# PROBLEM TO WORK ON
From the very first line down to the line containing "each in its own", write out the material exactly as it appears, and no more.

# AVAILABLE RECORDS
----------
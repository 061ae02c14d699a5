//! Galaxy ETL: parallel import of a galaxy dump into SQLite
//!
//! This crate turns a newline-delimited galaxy dump (one system per line, with its
//! factions, stations and markets nested inside) into a normalized SQLite store whose
//! keys stay stable across imports:
//!
//! 1. **Maintenance Pass** (on request) -- Index every system, faction and station name
//!    in the dump and extend the durable name-to-id registry; refresh the commodity and
//!    module catalog
//! 2. **Transform Pass** -- Split the dump into N stripes and transform each in its own
//!    worker process (or thread), writing per-worker intermediate record files
//! 3. **Merge Pass** -- Combine the worker files into one file per entity kind, keeping
//!    the first record seen for every faction id
//! 4. **Load Pass** -- Upsert the merged files into the store in foreign-key order, one
//!    transaction per entity kind
//!
//! # Architecture
//!
//! - **Stable ids** -- Names map to ids through JSON files that only ever grow; new names
//!   fill gaps below the current maximum before extending it
//! - **Striped partitioning** -- Worker `k` of `N` owns every line whose index is `k mod N`,
//!   so workers never coordinate while transforming
//! - **Process isolation** -- Workers are child processes supervised with tokio; a single
//!   failure fails the run before anything is loaded
//! - **Stub factions** -- A controlling faction missing from its system's faction list gets
//!   a placeholder record so foreign keys always resolve
//! - **Idempotent loads** -- Every row is an `INSERT ... ON CONFLICT` upsert, so loading the
//!   same files twice leaves the store unchanged
//!
//! # Key Modules
//!
//! - [`pipeline`] -- Orchestrator: maintenance, fan-out, barrier, merge, load, cleanup
//! - [`registry`] -- Durable name-to-id maps with gap-filling allocation
//! - [`index`] -- Single pass over the dump collecting names and catalog entries
//! - [`cache`] -- Dump index persistence keyed by dump size and mtime
//! - [`partition`] -- Work units and striped line reading
//! - [`parser`] -- Dump line decoding into typed system documents
//! - [`transform`] -- System documents to relational records
//! - [`extract`] -- One worker: read a stripe, transform, write partial results
//! - [`writer`] -- Intermediate JSON array files
//! - [`merge`] -- Worker file merging with faction deduplication
//! - [`import`] -- Ordered, transactional loading of merged files
//! - [`store`] -- SQLite schema, reference data and helpers
//! - [`lookup`] -- Reference name-to-id tables used while transforming
//! - [`catalog`] -- Commodity and module definitions
//! - [`overrides`] -- Hand-maintained faction corrections applied after each load
//! - [`report`] -- Per-worker completion reports
//! - [`stats`] -- Atomic counters for transform metrics
//! - [`config`] -- Constants and defaults
//!
//! # Example Usage
//!
//! ```bash
//! # First import: build the registry and catalog, then load everything
//! galaxy-etl -v import -i galaxy.json --ids --caches --market -y
//!
//! # Later imports reuse the registry
//! galaxy-etl import -i galaxy.json -j 12 -y
//!
//! # Only refresh the registry
//! galaxy-etl import -i galaxy.json --ids --skip
//! ```

pub mod cache;
pub mod catalog;
pub mod config;
pub mod error;
pub mod extract;
pub mod import;
pub mod index;
pub mod lookup;
pub mod merge;
pub mod models;
pub mod overrides;
pub mod parser;
pub mod partition;
pub mod pipeline;
pub mod preload;
pub mod registry;
pub mod report;
pub mod stats;
pub mod store;
pub mod transform;
pub mod writer;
----------
# TASK SOLUTION
repository 061ae02c14d699a5
//! Galaxy ETL: parallel import of a galaxy dump into SQLite
//!
//! This crate turns a newline-delimited galaxy dump (one system per line, with its
//! factions, stations and markets nested inside) into a normalized SQLite store whose
//! keys stay stable across imports:
//!
//! 1. **Maintenance Pass** (on request) -- Index every system, faction and station name
//!    in the dump and extend the durable name-to-id registry; refresh the commodity and
//!    module catalog
//! 2. **Transform Pass** -- Split the dump into N stripes and transform each in its own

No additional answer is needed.